Ese ritmo es propio de deportistas, de quienes tienen una cualidad innata para el ejercicio físico. En su caso, unos cuantos maratones y un par de triatlones dan fe de ello.

Para otros, ese ritmo es la prueba irrefutable del tamaño del corazón de quien así late. De nuevo la proporcionalidad inversa de las cosas: menos latidos, más corazón. El suyo es enorme. Late lento para repartir sangre, pero, sobre todo, para amar sin sufrir, con el tiempo suficiente para volver a llenarse y alcanzar ese estado “infinito e inabarcable” del que siempre habla.
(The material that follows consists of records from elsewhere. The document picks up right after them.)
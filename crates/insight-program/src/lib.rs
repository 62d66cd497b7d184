//! # insight-program
//!
//! Resolves a program directory into one combined configuration tree.
//!
//! ```text
//! program path + InsightOptions
//!     │  lookup: expand candidate templates
//!     │  loader: read each existing candidate
//!     │  normalize: program rules per descriptor
//!     │  combine: deep-merge in candidate order
//! ProgramDescriptor
//!     │  walk: boot package, then bundled dependencies
//! ProgramDescriptor { combined.packages }
//! ```
//!
//! Only unusable program directories and unexpected filesystem errors abort
//! a call. Everything else is recorded as `warnings` and `errors` on the
//! descriptor it concerns.

pub mod config;
pub mod descriptor;
pub mod error;
pub mod loader;
pub mod lookup;
pub mod normalize;
pub mod options;
pub mod paths;
pub mod program;
pub mod walk;

pub use config::InsightConfig;
pub use descriptor::{Descriptor, normalize, parse_descriptor};
pub use error::{ConfigError, InsightError, LoadError};
pub use loader::{DescriptorSource, load_raw};
pub use lookup::{DEFAULT_LOOKUP_TEMPLATES, LookupPaths, PROGRAM_DIR_VAR, PROGRAM_PARENT_VAR};
pub use normalize::{PROGRAM_RULES, normalize_program};
pub use options::InsightOptions;
pub use program::{Combined, ProgramDescriptor, combine_program, program_id};
pub use walk::{
    FollowOutcome, PACKAGES_STAGE, PackageState, PackageWalk, SkipReason, WalkResult, WalkSummary,
    resolve_program, resolve_program_with_summary,
};

/// Resolve `program_path` and its packages. Same as [`resolve_program`].
pub async fn parse(
    program_path: &str,
    options: &InsightOptions,
) -> Result<ProgramDescriptor, InsightError> {
    resolve_program(program_path, options).await
}
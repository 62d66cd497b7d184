//! Dotted target locations inside a normalized object.

use crate::error::RuleError;
use serde_json::{Map, Value};
use std::fmt;

/// Deepest location a rule may write to (`a.b.c`).
pub const MAX_TARGET_DEPTH: usize = 3;

/// A location of one to three segments inside the normalized object.
#[derive(Debug, Clone, Copy, PartialEq, Eq)]
pub struct TargetPath<'a>(&'a [&'a str]);

impl<'a> TargetPath<'a> {
    pub const fn new(segments: &'a [&'a str]) -> Self {
        assert!(
            !segments.is_empty() && segments.len() <= MAX_TARGET_DEPTH,
            "target paths have one to three segments"
        );
        Self(segments)
    }

    /// Single-segment path naming `key` itself.
    pub fn from_key(key: &'a &'a str) -> Self {
        Self(std::slice::from_ref(key))
    }

    pub fn segments(&self) -> &'a [&'a str] {
        self.0
    }

    /// Object at this path, creating empty objects along the way.
    pub fn object_mut<'m>(
        &self,
        root: &'m mut Map<String, Value>,
    ) -> Result<&'m mut Map<String, Value>, RuleError> {
        descend(root, self.0, self.0)
    }

    /// Parent object of the last segment, together with that segment.
    pub fn parent_mut<'m>(
        &self,
        root: &'m mut Map<String, Value>,
    ) -> Result<(&'m mut Map<String, Value>, &'a str), RuleError> {
        let Some((last, parents)) = self.0.split_last() else {
            return Ok((root, ""));
        };
        Ok((descend(root, parents, self.0)?, *last))
    }

    /// Value currently stored at this path, if any.
    pub fn get<'m>(&self, root: &'m Map<String, Value>) -> Option<&'m Value> {
        let (first, rest) = self.0.split_first()?;
        rest.iter()
            .try_fold(root.get(*first)?, |value, segment| value.get(*segment))
    }
}

fn descend<'m>(
    root: &'m mut Map<String, Value>,
    segments: &[&str],
    full: &[&str],
) -> Result<&'m mut Map<String, Value>, RuleError> {
    let mut current = root;
    for (depth, segment) in segments.iter().enumerate() {
        let entry = current
            .entry(*segment)
            .or_insert_with(|| Value::Object(Map::new()));
        current = match entry {
            Value::Object(map) => map,
            _ => {
                return Err(RuleError::TargetNotObject {
                    path: full[..=depth].join("."),
                });
            }
        };
    }
    Ok(current)
}

impl fmt::Display for TargetPath<'_> {
    fn fmt(&self, f: &mut fmt::Formatter<'_>) -> fmt::Result {
        write!(f, "{}", self.0.join("."))
    }
}

#[cfg(test)]
mod tests {
    use super::*;
    use serde_json::json;

    #[test]
    fn object_mut_creates_intermediate_objects() {
        let mut root = Map::new();
        let target = TargetPath::new(&["dependencies", "bundled"]);
        target
            .object_mut(&mut root)
            .expect("target should be created")
            .insert("a".to_string(), json!("./a"));
        assert_eq!(
            Value::Object(root),
            json!({"dependencies": {"bundled": {"a": "./a"}}})
        );
    }

    #[test]
    fn object_mut_rejects_scalar_on_the_way() {
        let mut root = Map::new();
        root.insert("boot".to_string(), json!("main.js"));
        let error = TargetPath::new(&["boot", "config"])
            .object_mut(&mut root)
            .expect_err("scalar should block descent");
        assert_eq!(
            error,
            RuleError::TargetNotObject {
                path: "boot".to_string()
            }
        );
    }

    #[test]
    fn get_reads_nested_values() {
        let root = json!({"boot": {"package": "./pkg"}});
        let root = root.as_object().expect("fixture is an object");
        assert_eq!(
            TargetPath::new(&["boot", "package"]).get(root),
            Some(&json!("./pkg"))
        );
        assert_eq!(TargetPath::new(&["boot", "missing"]).get(root), None);
    }

    #[test]
    fn display_joins_segments_with_dots() {
        assert_eq!(
            TargetPath::new(&["a", "b", "c"]).to_string(),
            "a.b.c".to_string()
        );
    }
}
Desde hace algunos días, su pulso está acelerado. El palo ha cambiado de tercio y el amor parece haberse vuelto finito. Cuando la sangre no circula como debe aparecen los primeros síntomas de enfermedad: las manos se hinchan, comienzan los calambres y llegan las lesiones. Y eso en un deportista puede ser letal, por eso el miércoles le puso remedio. Se medicó contra el desamor y mañana vuelve a calzarse las zapatillas para correr una media maratón a mil kilómetros de la cama donde su corazón latía lento, pausado, cautivador.

Yo espero… espero verle cruzar la meta con una sonrisa, esa sonrisa, donde y cuando sea.